If you needed a switch that handled 100 Gbps of throughput, would you expect a clean-sheet ASIC or CPU to cost more? (This is a low end category, where the complete switch would cost maybe $200 or $300.)

If you needed to add networking to the VoIP telephone, like 1 GbE or 100 MbE, and wanted it all on the same SoC, does that change the ASIC vs. CPU cost scenario?

Thanks.
 
If you needed a switch that handled 100 Gbps of throughput, would you expect a clean-sheet ASIC or CPU to cost more? (This is a low end category, where the complete switch would cost maybe $200 or $300.)

A few generations old x86 server CPU can easily handle 100Gbps, and it will work well for a small company DC.

You will need Tomohawks when you need to handle terabits. Terabit switches are certainly outside of CPU territory.

The reason modern CPUs will be very unlikely ever contending them is that for terabits bandwidths you will need memory far, far faster than fastest CPUs. Giant amounts of very fast SRAM.

Hi all – Is there a significant cost difference between designing and manufacturing a clean-sheet ASIC vs. a clean-sheet CPU SoC to perform the same tasks?

I'd say there is a big difference in subject matter expertise. Nobody coming from the street will design you a terabit switch, but a 100gbps SoC with off-the shelf cores — may well be.


For example, take a VoIP telephone's compute hardware. Say you need to encode and decode real-time audio streams in a specified audio compression format. A modest CPU can do it, since audio is typically not a huge compute task. And an ASIC can do it, probably a very small ASIC. Would you expect a significant difference in the cost to design and manufacture the CPU vs. the ASIC?

Volumes, and specific needs. 15 years ago, people may have though of VOIP SoCs/ASICs, but now a few generations old smartphone SoC selling for pennies will work equally well, and will probably be quite a good deal.

Even earliest MediaTeks, or Allwinners were made with nodes which a company with less than $10m for a tape out will not be able to afford even today.

Overall chipset costs however may still edge towards a very limited ASIC-SoC hybrid.

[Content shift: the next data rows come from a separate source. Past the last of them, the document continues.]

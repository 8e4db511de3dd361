//! Token model shared by the tokenizer and the tree builder.

use wallaby_dom::Attributes;

/// One lexical unit emitted by the tokenizer.
///
/// The tokenizer emits tokens of these kinds to the tree construction
/// stage: doctype, start tag, end tag, comment, character run, and
/// end-of-input. The union is closed and the tree builder matches it
/// exhaustively, so there is no representable "unexpected token kind".
#[derive(Debug, Clone, PartialEq, Eq)]
pub enum Token {
    /// A `<!DOCTYPE ...>` token with its name and identifiers.
    Doctype {
        /// The doctype name (`html` for `<!DOCTYPE html>`).
        name: String,
        /// The public identifier, empty when absent.
        public_identifier: String,
        /// The system identifier, empty when absent.
        system_identifier: String,
    },

    /// An opening tag with its attribute list.
    StartTag {
        /// Tag name, case-folded per the tokenizer's dialect.
        name: String,
        /// Attribute container, materialized by the tokenizer and passed
        /// through to the element opaquely.
        attributes: Attributes,
        /// True when the tag carried a trailing `/` (`<br/>`). The tree
        /// builder must acknowledge this flag back to the tokenizer.
        self_closing: bool,
    },

    /// A closing tag. Attributes on end tags are discarded by the
    /// tokenizer.
    EndTag {
        /// Tag name, case-folded per the tokenizer's dialect.
        name: String,
    },

    /// A comment, or a comment-shaped recovery for malformed markup.
    Comment {
        /// Comment text. For bogus comments the data keeps the leading
        /// `!` or `?` marker so the tree builder can re-materialize a
        /// declaration in dialects that parse them.
        data: String,
        /// True when this token was manufactured from markup that only
        /// masquerades as a comment (`<!...>`, `<?...>`).
        bogus: bool,
    },

    /// A run of character data. Adjacent runs are not merged by the
    /// tokenizer or the tree builder.
    Character {
        /// The text of the run, unmodified.
        data: String,
    },

    /// End of input; terminates the tree builder's run loop.
    EndOfFile,
}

Today, a 128mb DDR2 ram chip probably costs more in volume than double that of DDR4, and is equally hard to get hands on.

A purpose made VoIP chip will have the advantage of lower overall chipset cost, and for larger volumes as you can have built in RAM, flash, ethernet, and audio I/O.

IMHO, VoIP phones today are a corporate product, and corporate guys will simply pay $20 more for a phone.